Directions: The answer should be every line below, retyped exactly.

Data records:
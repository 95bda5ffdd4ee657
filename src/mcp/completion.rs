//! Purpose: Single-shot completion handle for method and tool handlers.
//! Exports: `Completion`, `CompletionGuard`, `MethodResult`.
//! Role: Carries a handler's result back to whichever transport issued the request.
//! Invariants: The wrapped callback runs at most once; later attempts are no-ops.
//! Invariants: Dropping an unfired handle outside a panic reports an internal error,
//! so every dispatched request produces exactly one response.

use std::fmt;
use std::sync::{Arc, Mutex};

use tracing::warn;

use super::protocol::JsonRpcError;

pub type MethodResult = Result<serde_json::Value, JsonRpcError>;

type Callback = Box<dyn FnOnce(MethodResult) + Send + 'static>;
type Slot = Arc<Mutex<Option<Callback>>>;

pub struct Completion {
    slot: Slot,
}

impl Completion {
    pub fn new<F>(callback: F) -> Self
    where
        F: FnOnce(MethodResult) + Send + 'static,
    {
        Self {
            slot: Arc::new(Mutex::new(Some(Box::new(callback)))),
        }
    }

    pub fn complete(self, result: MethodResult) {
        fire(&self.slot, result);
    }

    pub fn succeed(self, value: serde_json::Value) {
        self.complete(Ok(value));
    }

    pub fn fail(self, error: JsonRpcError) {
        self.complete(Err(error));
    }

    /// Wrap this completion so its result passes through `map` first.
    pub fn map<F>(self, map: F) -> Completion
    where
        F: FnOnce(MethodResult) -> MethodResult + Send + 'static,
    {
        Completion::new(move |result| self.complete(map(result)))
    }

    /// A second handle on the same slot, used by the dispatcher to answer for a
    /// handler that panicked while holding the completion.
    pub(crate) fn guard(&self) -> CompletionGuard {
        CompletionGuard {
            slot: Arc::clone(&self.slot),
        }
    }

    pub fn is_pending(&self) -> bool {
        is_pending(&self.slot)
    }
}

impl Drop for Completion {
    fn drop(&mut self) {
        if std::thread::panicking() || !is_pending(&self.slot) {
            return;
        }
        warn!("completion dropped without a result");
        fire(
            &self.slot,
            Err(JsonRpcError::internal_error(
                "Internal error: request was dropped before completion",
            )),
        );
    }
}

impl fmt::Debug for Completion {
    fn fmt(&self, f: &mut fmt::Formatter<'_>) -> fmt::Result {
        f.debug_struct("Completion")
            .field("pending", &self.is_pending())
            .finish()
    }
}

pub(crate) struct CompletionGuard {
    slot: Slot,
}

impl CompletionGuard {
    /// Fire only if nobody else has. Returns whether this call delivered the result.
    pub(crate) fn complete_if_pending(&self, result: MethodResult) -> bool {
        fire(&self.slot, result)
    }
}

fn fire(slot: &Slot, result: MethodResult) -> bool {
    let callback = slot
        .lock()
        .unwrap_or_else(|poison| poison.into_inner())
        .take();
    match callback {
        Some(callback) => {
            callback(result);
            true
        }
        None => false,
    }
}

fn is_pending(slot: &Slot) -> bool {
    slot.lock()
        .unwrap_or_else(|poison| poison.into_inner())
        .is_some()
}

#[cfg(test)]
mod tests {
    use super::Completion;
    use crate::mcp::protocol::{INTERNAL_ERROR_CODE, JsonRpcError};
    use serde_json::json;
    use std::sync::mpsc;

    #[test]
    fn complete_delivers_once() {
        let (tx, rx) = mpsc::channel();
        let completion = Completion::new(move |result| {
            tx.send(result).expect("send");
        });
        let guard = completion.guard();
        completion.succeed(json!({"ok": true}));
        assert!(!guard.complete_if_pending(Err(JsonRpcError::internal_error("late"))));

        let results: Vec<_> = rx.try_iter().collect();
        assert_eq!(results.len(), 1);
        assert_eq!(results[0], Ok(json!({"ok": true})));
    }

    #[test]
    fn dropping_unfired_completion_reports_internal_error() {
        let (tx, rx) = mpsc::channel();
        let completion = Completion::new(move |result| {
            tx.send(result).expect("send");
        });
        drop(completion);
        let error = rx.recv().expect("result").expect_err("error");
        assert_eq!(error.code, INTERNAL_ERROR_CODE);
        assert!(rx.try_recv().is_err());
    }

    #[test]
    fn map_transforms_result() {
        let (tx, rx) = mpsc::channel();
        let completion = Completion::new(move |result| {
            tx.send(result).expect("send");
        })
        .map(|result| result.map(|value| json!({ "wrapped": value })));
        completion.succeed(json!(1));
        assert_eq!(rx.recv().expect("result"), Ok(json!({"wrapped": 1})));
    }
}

Response to the exercise:
repository 95bda5ffdd4ee657
filename src/mcp/completion.rs
//! Purpose: Single-shot completion handle for method and tool handlers.
//! Exports: `Completion`, `CompletionGuard`, `MethodResult`.
//! Role: Carries a handler's result back to whichever transport issued the request.
//! Invariants: The wrapped callback runs at most once; later attempts are no-ops.
//! Invariants: Dropping an unfired handle outside a panic reports an internal error,
//! so every dispatched request produces exactly one response.

use std::fmt;
use std::sync::{Arc, Mutex};

use tracing::warn;

use super::protocol::JsonRpcError;

pub type MethodResult = Result<serde_json::Value, JsonRpcError>;

type Callback = Box<dyn FnOnce(MethodResult) + Send + 'static>;
type Slot = Arc<Mutex<Option<Callback>>>;

pub struct Completion {
    slot: Slot,
}

impl Completion {
    pub fn new<F>(callback: F) -> Self
    where
        F: FnOnce(MethodResult) + Send + 'static,
    {
        Self {
            slot: Arc::new(Mutex::new(Some(Box::new(callback)))),
        }
    }

    pub fn complete(self, result: MethodResult) {
        fire(&self.slot, result);
    }

    pub fn succeed(self, value: serde_json::Value) {
        self.complete(Ok(value));
    }

    pub fn fail(self, error: JsonRpcError) {
        self.complete(Err(error));
    }

    /// Wrap this completion so its result passes through `map` first.
    pub fn map<F>(self, map: F) -> Completion
    where
        F: FnOnce(MethodResult) -> MethodResult + Send + 'static,
    {
        Completion::new(move |result| self.complete(map(result)))
    }

    /// A second handle on the same slot, used by the dispatcher to answer for a
    /// handler that panicked while holding the completion.
    pub(crate) fn guard(&self) -> CompletionGuard {
        CompletionGuard {
            slot: Arc::clone(&self.slot),
        }
    }

    pub fn is_pending(&self) -> bool {
        is_pending(&self.slot)
    }
}

impl Drop for Completion {
    fn drop(&mut self) {
        if std::thread::panicking() || !is_pending(&self.slot) {
            return;
        }
        warn!("completion dropped without a result");
        fire(
            &self.slot,
            Err(JsonRpcError::internal_error(
                "Internal error: request was dropped before completion",
            )),
        );
    }
}

impl fmt::Debug for Completion {
    fn fmt(&self, f: &mut fmt::Formatter<'_>) -> fmt::Result {
        f.debug_struct("Completion")
            .field("pending", &self.is_pending())
            .finish()
    }
}

pub(crate) struct CompletionGuard {
    slot: Slot,
}

impl CompletionGuard {
    /// Fire only if nobody else has. Returns whether this call delivered the result.
    pub(crate) fn complete_if_pending(&self, result: MethodResult) -> bool {
        fire(&self.slot, result)
    }
}

fn fire(slot: &Slot, result: MethodResult) -> bool {
    let callback = slot
        .lock()
        .unwrap_or_else(|poison| poison.into_inner())
        .take();
    match callback {
        Some(callback) => {
            callback(result);
            true
        }
        None => false,
    }
}

fn is_pending(slot: &Slot) -> bool {
    slot.lock()
        .unwrap_or_else(|poison| poison.into_inner())
        .is_some()
}

#[cfg(test)]
mod tests {
    use super::Completion;
    use crate::mcp::protocol::{INTERNAL_ERROR_CODE, JsonRpcError};
    use serde_json::json;
    use std::sync::mpsc;

    #[test]
    fn complete_delivers_once() {
        let (tx, rx) = mpsc::channel();
        let completion = Completion::new(move |result| {
            tx.send(result).expect("send");
        });
        let guard = completion.guard();
        completion.succeed(json!({"ok": true}));
        assert!(!guard.complete_if_pending(Err(JsonRpcError::internal_error("late"))));

        let results: Vec<_> = rx.try_iter().collect();
        assert_eq!(results.len(), 1);
        assert_eq!(results[0], Ok(json!({"ok": true})));
    }

    #[test]
    fn dropping_unfired_completion_reports_internal_error() {
        let (tx, rx) = mpsc::channel();
        let completion = Completion::new(move |result| {
            tx.send(result).expect("send");
        });
        drop(completion);
        let error = rx.recv().expect("result").expect_err("error");
        assert_eq!(error.code, INTERNAL_ERROR_CODE);
        assert!(rx.try_recv().is_err());
    }

    #[test]
    fn map_transforms_result() {
        let (tx, rx) = mpsc::channel();
        let completion = Completion::new(move |result| {
            tx.send(result).expect("send");
        })
        .map(|result| result.map(|value| json!({ "wrapped": value })));
        completion.succeed(json!(1));
        assert_eq!(rx.recv().expect("result"), Ok(json!({"wrapped": 1})));
    }
}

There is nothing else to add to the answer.